■ **Data supplied**:
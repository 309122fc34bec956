use axum::http::StatusCode;
use axum::response::{IntoResponse, Response};
use thiserror::Error;

use restvoice_core::{RepositoryError, UseCaseError};

/// Errors that can occur when running the Restvoice server.
#[derive(Debug, Error)]
pub enum ServerError {
    /// A configuration error.
    #[error("configuration error: {0}")]
    Config(String),

    /// An I/O error (e.g. binding the listener).
    #[error("io error: {0}")]
    Io(#[from] std::io::Error),

    #[error("bad request: {0}")]
    BadRequest(String),

    #[error("not found: {0}")]
    NotFound(String),

    #[error("conflict: {0}")]
    Conflict(String),

    /// No representation matches the request's `Accept` header.
    #[error("not acceptable: {0}")]
    NotAcceptable(String),
}

impl From<UseCaseError> for ServerError {
    fn from(err: UseCaseError) -> Self {
        match err {
            UseCaseError::Validation(msg) => Self::BadRequest(msg),
            UseCaseError::InvalidState(msg) => Self::Conflict(msg),
            UseCaseError::Repository(e @ RepositoryError::NotFound { .. }) => {
                Self::NotFound(e.to_string())
            }
            UseCaseError::Repository(RepositoryError::Conflict(msg)) => Self::Conflict(msg),
        }
    }
}

impl IntoResponse for ServerError {
    fn into_response(self) -> Response {
        let (status, message) = match &self {
            Self::BadRequest(msg) => (StatusCode::BAD_REQUEST, msg.clone()),
            Self::NotFound(msg) => (StatusCode::NOT_FOUND, msg.clone()),
            Self::Conflict(msg) => (StatusCode::CONFLICT, msg.clone()),
            Self::NotAcceptable(msg) => (StatusCode::NOT_ACCEPTABLE, msg.clone()),
            Self::Config(msg) => (StatusCode::INTERNAL_SERVER_ERROR, msg.clone()),
            Self::Io(e) => (StatusCode::INTERNAL_SERVER_ERROR, e.to_string()),
        };

        let body = serde_json::json!({ "error": message });
        (status, axum::Json(body)).into_response()
    }
}
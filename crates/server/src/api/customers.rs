use axum::extract::{Extension, Json, State};
use axum::http::Uri;
use axum::response::{IntoResponse, Response};

use restvoice_core::Customer;

use super::schemas::ErrorResponse;
use super::{AppState, created};
use crate::auth::Claims;
use crate::error::ServerError;

/// `GET /customers` -- every customer; requires the `ADMIN` role.
#[utoipa::path(
    get,
    path = "/customers",
    tag = "Customers",
    summary = "List all customers",
    description = "Returns the customers of all users. Only callers with the ADMIN role may list them.",
    responses(
        (status = 200, description = "All customers", body = [Customer]),
        (status = 401, description = "Missing or invalid token, or missing ADMIN role", body = ErrorResponse),
        (status = 403, description = "Missing ADMIN role (when configured)", body = ErrorResponse),
    )
)]
pub async fn list_customers(State(state): State<AppState>) -> impl IntoResponse {
    Json(state.usecases.customers.run().await)
}

/// `POST /customers` -- create a customer owned by the caller.
#[utoipa::path(
    post,
    path = "/customers",
    tag = "Customers",
    summary = "Create a customer",
    request_body(content = Customer, description = "Customer to create; id and userId are assigned"),
    responses(
        (status = 201, description = "Customer created", body = Customer),
        (status = 400, description = "Validation error", body = ErrorResponse),
        (status = 401, description = "Missing or invalid token", body = ErrorResponse),
    )
)]
pub async fn create_customer(
    State(state): State<AppState>,
    Extension(claims): Extension<Claims>,
    uri: Uri,
    Json(customer): Json<Customer>,
) -> Result<Response, ServerError> {
    let customer = state
        .usecases
        .create_customer
        .run(&claims.subject, customer)
        .await?;
    Ok(created(&uri, customer.id, customer))
}
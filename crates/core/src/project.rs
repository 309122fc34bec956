use serde::{Deserialize, Serialize};

/// A project run for a customer.
#[derive(Debug, Clone, Default, PartialEq, Eq, Serialize, Deserialize)]
#[cfg_attr(feature = "openapi", derive(utoipa::ToSchema))]
#[serde(rename_all = "camelCase")]
pub struct Project {
    #[serde(default)]
    pub id: u64,
    #[serde(default)]
    pub customer_id: u64,
    pub name: String,
}
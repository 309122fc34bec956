mod common;

use axum::body::Body;
use axum::http::{Request, StatusCode, header};
use serde_json::{Value, json};
use tower::ServiceExt;

use restvoice_server::api::router;
use restvoice_server::auth::{OAuthError, OAuthExchange};
use restvoice_server::config::AuthConfig;

use common::{CLIENT_ID, MockIdp, app_state};

fn issued() -> Value {
    json!({
        "access_token": "eyJ.issued.token",
        "expires_in": 3600,
        "token_type": "Bearer",
        "userId": "alice",
    })
}

fn config(idp: &MockIdp) -> AuthConfig {
    AuthConfig {
        redirect_uri: "http://localhost:8080/auth/token".to_owned(),
        ..idp.auth_config()
    }
}

#[tokio::test]
async fn code_is_exchanged_for_token() {
    let idp = MockIdp::start().await;
    idp.reply_to_token_requests(200, issued());
    let exchange = OAuthExchange::new(&config(&idp)).unwrap();

    let info = exchange.exchange("abc123").await.unwrap();
    assert_eq!(info.access_token, "eyJ.issued.token");
    assert_eq!(info.expires_in, 3600);
    assert_eq!(info.user_id, "alice");

    let requests = idp.token_requests();
    assert_eq!(requests.len(), 1);
    let form = &requests[0];
    assert_eq!(form["code"], "abc123");
    assert_eq!(form["client_id"], CLIENT_ID);
    assert_eq!(form["client_secret"], "client-secret");
    assert_eq!(form["grant_type"], "authorization_code");
    assert_eq!(form["redirect_uri"], "http://localhost:8080/auth/token");
}

#[tokio::test]
async fn refused_code_reports_status() {
    let idp = MockIdp::start().await;
    idp.reply_to_token_requests(400, json!({"error": "invalid_grant"}));
    let exchange = OAuthExchange::new(&config(&idp)).unwrap();

    assert!(matches!(
        exchange.exchange("stale").await,
        Err(OAuthError::Status(400))
    ));
}

#[tokio::test]
async fn non_bearer_token_type_is_invalid() {
    let idp = MockIdp::start().await;
    let mut body = issued();
    body["token_type"] = json!("mac");
    idp.reply_to_token_requests(200, body);
    let exchange = OAuthExchange::new(&config(&idp)).unwrap();

    assert!(matches!(
        exchange.exchange("abc123").await,
        Err(OAuthError::InvalidResponse(_))
    ));
}

#[tokio::test]
async fn malformed_body_is_invalid() {
    let idp = MockIdp::start().await;
    idp.reply_to_token_requests(200, json!({"access_token": "x"}));
    let exchange = OAuthExchange::new(&config(&idp)).unwrap();

    assert!(matches!(
        exchange.exchange("abc123").await,
        Err(OAuthError::InvalidResponse(_))
    ));
}

#[tokio::test]
async fn unreachable_token_endpoint_is_transport_error() {
    let config = AuthConfig {
        token_url: "http://127.0.0.1:9/oauth2/token".to_owned(),
        http_timeout_seconds: 1,
        ..AuthConfig::default()
    };
    let exchange = OAuthExchange::new(&config).unwrap();

    assert!(matches!(
        exchange.exchange("abc123").await,
        Err(OAuthError::Transport(_))
    ));
}

// =============================================================================
// GET /auth/token
// =============================================================================

async fn get(idp: &MockIdp, uri: &str) -> (StatusCode, Option<String>, Value) {
    let app = router(app_state(&config(idp)).0);
    let resp = app
        .oneshot(Request::builder().uri(uri).body(Body::empty()).unwrap())
        .await
        .unwrap();
    let status = resp.status();
    let challenge = resp
        .headers()
        .get(header::WWW_AUTHENTICATE)
        .map(|v| v.to_str().unwrap().to_owned());
    let bytes = axum::body::to_bytes(resp.into_body(), usize::MAX)
        .await
        .unwrap();
    (status, challenge, serde_json::from_slice(&bytes).unwrap())
}

#[tokio::test]
async fn redirect_returns_issued_token() {
    let idp = MockIdp::start().await;
    idp.reply_to_token_requests(200, issued());

    let (status, _, body) = get(&idp, "/auth/token?code=abc123&userState=Authenticated").await;
    assert_eq!(status, StatusCode::OK);
    assert_eq!(body, issued());
}

#[tokio::test]
async fn redirect_without_completed_login_is_not_acceptable() {
    let idp = MockIdp::start().await;
    idp.reply_to_token_requests(200, issued());

    for uri in [
        "/auth/token",
        "/auth/token?userState=Authenticated",
        "/auth/token?code=&userState=Authenticated",
        "/auth/token?code=abc123",
        "/auth/token?code=abc123&userState=AuthenticatedNotRegistered",
    ] {
        let (status, challenge, _) = get(&idp, uri).await;
        assert_eq!(status, StatusCode::NOT_ACCEPTABLE, "{uri}");
        assert!(challenge.is_some_and(|c| c.starts_with("Bearer")), "{uri}");
    }
    assert!(idp.token_requests().is_empty());
}

#[tokio::test]
async fn refused_exchange_is_unauthorized() {
    let idp = MockIdp::start().await;

    let (status, challenge, body) =
        get(&idp, "/auth/token?code=abc123&userState=Authenticated").await;
    assert_eq!(status, StatusCode::UNAUTHORIZED);
    assert!(challenge.is_some());
    assert!(body["error"].is_string());
    assert_eq!(idp.token_requests().len(), 1);
}
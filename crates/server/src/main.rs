use std::future::IntoFuture;
use std::path::Path;
use std::sync::Arc;
use std::time::Duration;

use clap::Parser;
use tokio::sync::Notify;
use tracing::{info, warn};

use restvoice_server::api::{AppState, UseCases};
use restvoice_server::config::RestvoiceConfig;
use restvoice_state_memory::MemoryRepository;

/// Restvoice invoicing HTTP server.
#[derive(Parser, Debug)]
#[command(name = "restvoice-server", about = "Standalone HTTP server for Restvoice")]
struct Cli {
    /// Path to the TOML configuration file.
    #[arg(short, long, default_value = "restvoice.toml")]
    config: String,

    /// Override the bind host.
    #[arg(long)]
    host: Option<String>,

    /// Override the bind port.
    #[arg(long)]
    port: Option<u16>,
}

#[tokio::main]
async fn main() -> Result<(), Box<dyn std::error::Error>> {
    let cli = Cli::parse();

    tracing_subscriber::fmt()
        .with_env_filter(
            tracing_subscriber::EnvFilter::try_from_default_env()
                .unwrap_or_else(|_| tracing_subscriber::EnvFilter::new("info")),
        )
        .init();

    let mut config = RestvoiceConfig::load(Path::new(&cli.config))?;
    config.apply_env_overrides(|key| std::env::var(key).ok());

    let repository = Arc::new(MemoryRepository::new());
    let state = AppState::from_config(&config.auth, UseCases::new(&repository))?;

    if !config.auth.enabled {
        warn!("authentication disabled, every request runs with all roles");
    }
    info!(mode = ?config.auth.mode, issuer = %config.auth.issuer, "token verification configured");

    // Warm the key cache; an unreachable identity provider is not fatal
    // because unknown keys trigger a refresh on demand.
    if let Some(keys) = &state.keys {
        match keys.refresh().await {
            Ok(count) => info!(keys = count, "signing keys loaded"),
            Err(e) => warn!(error = %e, "signing keys not loaded at startup"),
        }
    }

    let app = restvoice_server::api::router(state);

    // Resolve the bind address (CLI overrides take precedence).
    let host = cli.host.unwrap_or(config.server.host);
    let port = cli.port.unwrap_or(config.server.port);
    let addr = format!("{host}:{port}");

    let listener = tokio::net::TcpListener::bind(&addr).await?;
    info!(address = %addr, "restvoice-server listening");

    // Serve with graceful shutdown on SIGINT / SIGTERM. In-flight requests
    // get `shutdown_timeout_seconds` to finish.
    let stopping = Arc::new(Notify::new());
    let trigger = Arc::clone(&stopping);
    let server = axum::serve(listener, app).with_graceful_shutdown(async move {
        shutdown_signal().await;
        trigger.notify_one();
    });
    let drain_timeout = Duration::from_secs(config.server.shutdown_timeout_seconds);
    tokio::select! {
        result = server.into_future() => result?,
        () = async {
            stopping.notified().await;
            tokio::time::sleep(drain_timeout).await;
        } => {
            warn!(
                timeout_secs = config.server.shutdown_timeout_seconds,
                "shutdown timeout exceeded, dropping open connections"
            );
        }
    }

    info!("restvoice-server shut down");
    Ok(())
}

async fn shutdown_signal() {
    let ctrl_c = async {
        if let Err(e) = tokio::signal::ctrl_c().await {
            warn!(error = %e, "failed to listen for Ctrl+C");
            std::future::pending::<()>().await;
        }
    };

    #[cfg(unix)]
    let terminate = async {
        match tokio::signal::unix::signal(tokio::signal::unix::SignalKind::terminate()) {
            Ok(mut signal) => {
                signal.recv().await;
            }
            Err(e) => {
                warn!(error = %e, "failed to install SIGTERM handler");
                std::future::pending::<()>().await;
            }
        }
    };

    #[cfg(not(unix))]
    let terminate = std::future::pending::<()>();

    tokio::select! {
        () = ctrl_c => { info!("received SIGINT"); }
        () = terminate => { info!("received SIGTERM"); }
    }
}
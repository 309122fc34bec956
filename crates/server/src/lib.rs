pub mod api;
pub mod auth;
pub mod config;
pub mod error;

■ **Required action**: Show, from the listing above, each line that contains the word "Validation".

■ **Solution**:
            UseCaseError::Validation(msg) => Self::BadRequest(msg),
        (status = 400, description = "Validation error", body = ErrorResponse),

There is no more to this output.